Start of DATA SECTION
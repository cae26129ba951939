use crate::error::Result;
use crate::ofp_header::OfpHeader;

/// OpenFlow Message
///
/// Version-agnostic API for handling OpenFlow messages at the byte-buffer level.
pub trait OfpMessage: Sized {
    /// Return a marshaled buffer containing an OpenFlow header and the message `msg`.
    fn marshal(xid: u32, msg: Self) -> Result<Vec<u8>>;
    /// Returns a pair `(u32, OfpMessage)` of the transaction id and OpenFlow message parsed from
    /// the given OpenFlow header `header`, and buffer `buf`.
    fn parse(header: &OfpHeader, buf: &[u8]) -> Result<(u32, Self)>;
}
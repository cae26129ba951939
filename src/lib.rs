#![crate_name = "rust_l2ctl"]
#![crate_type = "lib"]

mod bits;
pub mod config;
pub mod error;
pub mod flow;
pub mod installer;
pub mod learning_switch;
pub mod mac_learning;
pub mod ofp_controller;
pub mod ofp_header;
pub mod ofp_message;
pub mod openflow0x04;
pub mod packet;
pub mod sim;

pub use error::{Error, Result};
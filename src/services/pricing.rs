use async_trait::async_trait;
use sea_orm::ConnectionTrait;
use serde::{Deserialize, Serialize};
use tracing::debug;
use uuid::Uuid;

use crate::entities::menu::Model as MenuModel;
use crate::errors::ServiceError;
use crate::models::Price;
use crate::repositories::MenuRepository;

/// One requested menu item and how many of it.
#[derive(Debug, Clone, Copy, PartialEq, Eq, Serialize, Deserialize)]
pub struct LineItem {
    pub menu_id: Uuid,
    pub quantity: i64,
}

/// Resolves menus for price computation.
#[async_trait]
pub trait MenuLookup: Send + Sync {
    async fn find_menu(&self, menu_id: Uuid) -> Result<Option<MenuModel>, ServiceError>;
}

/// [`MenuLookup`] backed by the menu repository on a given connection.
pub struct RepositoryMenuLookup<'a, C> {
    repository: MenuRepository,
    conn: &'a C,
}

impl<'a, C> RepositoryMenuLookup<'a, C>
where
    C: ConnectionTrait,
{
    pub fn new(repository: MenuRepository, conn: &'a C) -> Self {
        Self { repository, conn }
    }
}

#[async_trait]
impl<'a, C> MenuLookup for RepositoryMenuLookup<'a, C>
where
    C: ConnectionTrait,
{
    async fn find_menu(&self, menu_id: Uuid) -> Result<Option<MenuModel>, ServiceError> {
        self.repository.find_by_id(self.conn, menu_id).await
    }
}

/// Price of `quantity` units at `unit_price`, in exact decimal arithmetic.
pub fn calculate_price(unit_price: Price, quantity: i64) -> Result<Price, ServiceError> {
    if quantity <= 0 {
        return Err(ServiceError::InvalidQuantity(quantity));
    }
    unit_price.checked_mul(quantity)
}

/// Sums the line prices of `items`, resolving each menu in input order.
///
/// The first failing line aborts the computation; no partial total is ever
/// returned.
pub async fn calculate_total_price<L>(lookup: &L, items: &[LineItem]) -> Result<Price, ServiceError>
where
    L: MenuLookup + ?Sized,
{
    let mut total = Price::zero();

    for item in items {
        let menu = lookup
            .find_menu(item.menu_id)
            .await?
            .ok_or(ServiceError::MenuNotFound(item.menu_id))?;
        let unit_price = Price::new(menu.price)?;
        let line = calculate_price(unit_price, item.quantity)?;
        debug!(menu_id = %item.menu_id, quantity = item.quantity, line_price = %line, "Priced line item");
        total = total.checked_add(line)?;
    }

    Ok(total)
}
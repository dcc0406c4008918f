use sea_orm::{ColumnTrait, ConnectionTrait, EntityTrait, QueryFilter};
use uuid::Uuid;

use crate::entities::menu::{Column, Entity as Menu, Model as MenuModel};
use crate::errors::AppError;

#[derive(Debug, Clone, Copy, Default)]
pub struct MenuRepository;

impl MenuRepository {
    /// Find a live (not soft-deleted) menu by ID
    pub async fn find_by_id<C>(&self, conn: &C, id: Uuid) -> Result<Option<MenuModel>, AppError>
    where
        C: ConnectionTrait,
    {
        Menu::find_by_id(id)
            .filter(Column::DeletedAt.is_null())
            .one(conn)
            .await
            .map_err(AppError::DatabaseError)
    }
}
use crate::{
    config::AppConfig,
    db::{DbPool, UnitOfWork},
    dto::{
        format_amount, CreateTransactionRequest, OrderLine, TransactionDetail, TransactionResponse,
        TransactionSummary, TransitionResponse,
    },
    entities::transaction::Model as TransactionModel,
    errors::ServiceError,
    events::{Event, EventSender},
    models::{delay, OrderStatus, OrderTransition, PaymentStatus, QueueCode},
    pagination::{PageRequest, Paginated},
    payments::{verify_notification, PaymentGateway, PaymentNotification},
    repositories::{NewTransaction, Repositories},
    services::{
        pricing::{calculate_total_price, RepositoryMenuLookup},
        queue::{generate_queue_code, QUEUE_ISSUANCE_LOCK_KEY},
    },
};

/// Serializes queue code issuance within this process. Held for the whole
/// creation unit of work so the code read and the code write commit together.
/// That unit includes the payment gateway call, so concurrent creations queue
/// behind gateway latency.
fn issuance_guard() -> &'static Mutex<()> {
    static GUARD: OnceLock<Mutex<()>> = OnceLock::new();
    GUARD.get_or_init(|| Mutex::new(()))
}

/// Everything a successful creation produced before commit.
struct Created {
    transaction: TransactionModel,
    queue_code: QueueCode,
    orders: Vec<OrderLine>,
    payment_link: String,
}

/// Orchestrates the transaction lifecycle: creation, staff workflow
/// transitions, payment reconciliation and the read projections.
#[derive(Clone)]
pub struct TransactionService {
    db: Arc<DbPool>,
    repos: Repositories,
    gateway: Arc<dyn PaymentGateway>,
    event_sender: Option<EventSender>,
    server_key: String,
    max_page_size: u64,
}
End of DATA SECTION
Start of DATA SECTION
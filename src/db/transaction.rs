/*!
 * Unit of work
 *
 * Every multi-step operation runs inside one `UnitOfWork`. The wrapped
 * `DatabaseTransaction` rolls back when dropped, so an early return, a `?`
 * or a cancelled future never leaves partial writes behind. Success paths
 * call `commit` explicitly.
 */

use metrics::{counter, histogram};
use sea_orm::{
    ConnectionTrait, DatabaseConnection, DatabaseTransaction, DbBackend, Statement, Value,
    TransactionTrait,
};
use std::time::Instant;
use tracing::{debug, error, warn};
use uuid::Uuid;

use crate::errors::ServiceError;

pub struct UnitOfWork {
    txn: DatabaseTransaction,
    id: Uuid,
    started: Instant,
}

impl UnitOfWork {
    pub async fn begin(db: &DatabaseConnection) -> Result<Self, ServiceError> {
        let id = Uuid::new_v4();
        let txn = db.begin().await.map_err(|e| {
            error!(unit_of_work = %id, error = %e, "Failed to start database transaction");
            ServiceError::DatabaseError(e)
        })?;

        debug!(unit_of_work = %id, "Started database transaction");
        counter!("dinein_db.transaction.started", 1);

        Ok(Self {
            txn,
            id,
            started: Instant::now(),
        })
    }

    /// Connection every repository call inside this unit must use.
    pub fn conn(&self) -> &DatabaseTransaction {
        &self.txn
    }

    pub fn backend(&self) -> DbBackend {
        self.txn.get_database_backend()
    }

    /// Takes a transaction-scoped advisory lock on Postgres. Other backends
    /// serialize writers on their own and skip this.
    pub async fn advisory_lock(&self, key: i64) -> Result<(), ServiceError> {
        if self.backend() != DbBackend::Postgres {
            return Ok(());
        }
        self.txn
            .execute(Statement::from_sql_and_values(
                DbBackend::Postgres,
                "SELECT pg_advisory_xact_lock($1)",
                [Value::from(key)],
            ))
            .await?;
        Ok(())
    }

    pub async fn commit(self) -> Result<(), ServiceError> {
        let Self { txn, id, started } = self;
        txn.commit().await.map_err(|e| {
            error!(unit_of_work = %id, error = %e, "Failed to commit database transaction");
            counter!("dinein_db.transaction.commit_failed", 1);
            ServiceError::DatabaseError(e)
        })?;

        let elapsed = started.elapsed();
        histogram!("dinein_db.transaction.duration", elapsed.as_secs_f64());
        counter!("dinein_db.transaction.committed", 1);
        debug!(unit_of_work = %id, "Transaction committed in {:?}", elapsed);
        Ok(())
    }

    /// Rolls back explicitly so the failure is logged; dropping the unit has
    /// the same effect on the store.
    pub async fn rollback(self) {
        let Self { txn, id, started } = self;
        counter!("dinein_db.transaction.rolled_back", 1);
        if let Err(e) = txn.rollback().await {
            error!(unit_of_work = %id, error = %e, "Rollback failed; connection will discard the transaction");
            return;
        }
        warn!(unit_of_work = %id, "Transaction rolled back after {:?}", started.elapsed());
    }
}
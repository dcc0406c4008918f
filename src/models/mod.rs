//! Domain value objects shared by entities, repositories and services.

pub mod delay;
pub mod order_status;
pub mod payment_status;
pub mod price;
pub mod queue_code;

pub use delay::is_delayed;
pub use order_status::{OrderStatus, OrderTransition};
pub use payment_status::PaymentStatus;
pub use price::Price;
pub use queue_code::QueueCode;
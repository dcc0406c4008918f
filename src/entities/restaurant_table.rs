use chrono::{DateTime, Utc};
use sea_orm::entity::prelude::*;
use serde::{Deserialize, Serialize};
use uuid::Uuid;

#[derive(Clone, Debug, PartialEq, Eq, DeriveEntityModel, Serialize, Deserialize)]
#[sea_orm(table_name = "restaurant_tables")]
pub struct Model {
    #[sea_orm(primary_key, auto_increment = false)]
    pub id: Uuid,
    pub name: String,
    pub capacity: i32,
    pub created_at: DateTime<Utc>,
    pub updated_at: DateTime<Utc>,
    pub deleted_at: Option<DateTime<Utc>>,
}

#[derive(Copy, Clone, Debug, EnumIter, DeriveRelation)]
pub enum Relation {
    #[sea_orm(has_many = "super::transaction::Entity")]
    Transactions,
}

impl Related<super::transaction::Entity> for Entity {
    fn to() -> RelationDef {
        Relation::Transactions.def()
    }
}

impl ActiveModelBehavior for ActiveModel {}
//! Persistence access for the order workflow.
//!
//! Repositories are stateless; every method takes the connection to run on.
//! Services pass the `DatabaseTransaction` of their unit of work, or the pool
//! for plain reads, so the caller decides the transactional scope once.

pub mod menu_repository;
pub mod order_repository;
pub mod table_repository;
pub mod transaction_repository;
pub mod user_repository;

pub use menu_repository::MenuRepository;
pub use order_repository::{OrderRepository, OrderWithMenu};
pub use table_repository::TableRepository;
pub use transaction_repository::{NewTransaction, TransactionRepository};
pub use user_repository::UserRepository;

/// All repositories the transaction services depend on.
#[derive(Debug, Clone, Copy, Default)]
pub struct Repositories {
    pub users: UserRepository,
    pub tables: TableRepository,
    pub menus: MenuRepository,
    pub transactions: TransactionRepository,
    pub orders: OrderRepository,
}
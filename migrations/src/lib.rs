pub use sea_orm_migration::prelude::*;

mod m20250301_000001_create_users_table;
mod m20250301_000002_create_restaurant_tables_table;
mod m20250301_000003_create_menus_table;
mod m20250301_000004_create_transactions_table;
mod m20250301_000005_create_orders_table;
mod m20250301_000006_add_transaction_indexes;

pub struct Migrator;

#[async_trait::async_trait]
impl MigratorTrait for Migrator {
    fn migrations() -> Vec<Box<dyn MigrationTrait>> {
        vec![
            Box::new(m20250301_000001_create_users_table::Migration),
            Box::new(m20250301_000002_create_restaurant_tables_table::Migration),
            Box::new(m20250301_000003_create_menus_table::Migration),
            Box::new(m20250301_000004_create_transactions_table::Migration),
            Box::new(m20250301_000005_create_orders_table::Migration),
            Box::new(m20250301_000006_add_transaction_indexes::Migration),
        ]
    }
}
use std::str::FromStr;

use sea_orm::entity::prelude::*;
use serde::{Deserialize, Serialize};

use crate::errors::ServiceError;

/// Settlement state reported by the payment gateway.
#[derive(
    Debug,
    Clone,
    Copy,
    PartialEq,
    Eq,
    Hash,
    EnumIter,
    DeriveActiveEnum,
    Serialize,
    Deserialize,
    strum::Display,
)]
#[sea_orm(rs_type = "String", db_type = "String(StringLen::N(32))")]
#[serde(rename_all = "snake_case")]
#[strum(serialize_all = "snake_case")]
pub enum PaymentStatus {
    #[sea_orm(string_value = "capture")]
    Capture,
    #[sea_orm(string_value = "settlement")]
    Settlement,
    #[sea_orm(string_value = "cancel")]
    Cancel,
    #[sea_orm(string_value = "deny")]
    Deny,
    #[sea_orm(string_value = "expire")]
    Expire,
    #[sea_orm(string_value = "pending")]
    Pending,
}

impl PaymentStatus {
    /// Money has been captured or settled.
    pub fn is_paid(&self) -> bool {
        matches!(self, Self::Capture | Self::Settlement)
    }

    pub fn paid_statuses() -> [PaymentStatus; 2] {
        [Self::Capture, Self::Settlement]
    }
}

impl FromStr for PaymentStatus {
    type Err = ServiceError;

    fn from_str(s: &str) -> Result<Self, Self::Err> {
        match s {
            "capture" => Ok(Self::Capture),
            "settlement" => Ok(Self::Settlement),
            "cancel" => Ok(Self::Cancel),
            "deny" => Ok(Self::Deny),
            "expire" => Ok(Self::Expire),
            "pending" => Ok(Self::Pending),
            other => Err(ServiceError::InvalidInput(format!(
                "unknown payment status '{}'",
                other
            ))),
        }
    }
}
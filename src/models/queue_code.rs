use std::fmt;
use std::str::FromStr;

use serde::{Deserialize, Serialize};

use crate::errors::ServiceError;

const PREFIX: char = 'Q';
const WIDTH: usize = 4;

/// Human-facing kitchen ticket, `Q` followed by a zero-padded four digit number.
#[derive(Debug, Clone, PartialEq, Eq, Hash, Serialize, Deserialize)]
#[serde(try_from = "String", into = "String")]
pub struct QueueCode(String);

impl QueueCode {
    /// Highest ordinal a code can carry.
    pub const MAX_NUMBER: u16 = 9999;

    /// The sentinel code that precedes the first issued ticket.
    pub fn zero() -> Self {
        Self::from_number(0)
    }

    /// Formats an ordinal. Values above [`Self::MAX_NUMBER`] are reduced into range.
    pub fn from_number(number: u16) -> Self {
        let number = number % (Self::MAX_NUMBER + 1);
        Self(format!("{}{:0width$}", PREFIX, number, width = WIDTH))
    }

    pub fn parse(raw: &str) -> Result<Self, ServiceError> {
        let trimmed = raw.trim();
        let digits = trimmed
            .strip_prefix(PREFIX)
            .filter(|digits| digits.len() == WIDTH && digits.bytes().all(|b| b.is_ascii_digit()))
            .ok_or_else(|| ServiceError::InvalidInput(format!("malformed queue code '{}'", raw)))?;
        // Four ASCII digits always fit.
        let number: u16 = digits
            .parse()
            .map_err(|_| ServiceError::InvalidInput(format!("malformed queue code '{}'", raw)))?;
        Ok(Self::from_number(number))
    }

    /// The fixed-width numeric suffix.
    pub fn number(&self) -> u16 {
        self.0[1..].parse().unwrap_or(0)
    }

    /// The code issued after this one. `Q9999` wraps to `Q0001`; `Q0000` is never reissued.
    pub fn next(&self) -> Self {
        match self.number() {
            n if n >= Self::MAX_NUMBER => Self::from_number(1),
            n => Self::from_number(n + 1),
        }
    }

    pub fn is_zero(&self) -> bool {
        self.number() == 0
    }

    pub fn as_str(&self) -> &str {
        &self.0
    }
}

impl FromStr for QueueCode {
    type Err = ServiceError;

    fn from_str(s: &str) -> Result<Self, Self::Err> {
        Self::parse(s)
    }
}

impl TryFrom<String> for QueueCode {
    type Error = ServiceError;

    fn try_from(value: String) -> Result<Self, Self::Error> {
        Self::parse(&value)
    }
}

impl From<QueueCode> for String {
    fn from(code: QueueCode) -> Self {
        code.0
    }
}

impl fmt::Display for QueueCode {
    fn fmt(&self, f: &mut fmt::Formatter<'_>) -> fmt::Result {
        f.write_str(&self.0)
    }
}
End of DATA SECTION
AIM OF THE EXERCISE:
Go through the entries. Report every line that contains the word "histogram".

EXPECTED ANSWER:
use metrics::{counter, histogram};
        histogram!("dinein_db.transaction.duration", elapsed.as_secs_f64());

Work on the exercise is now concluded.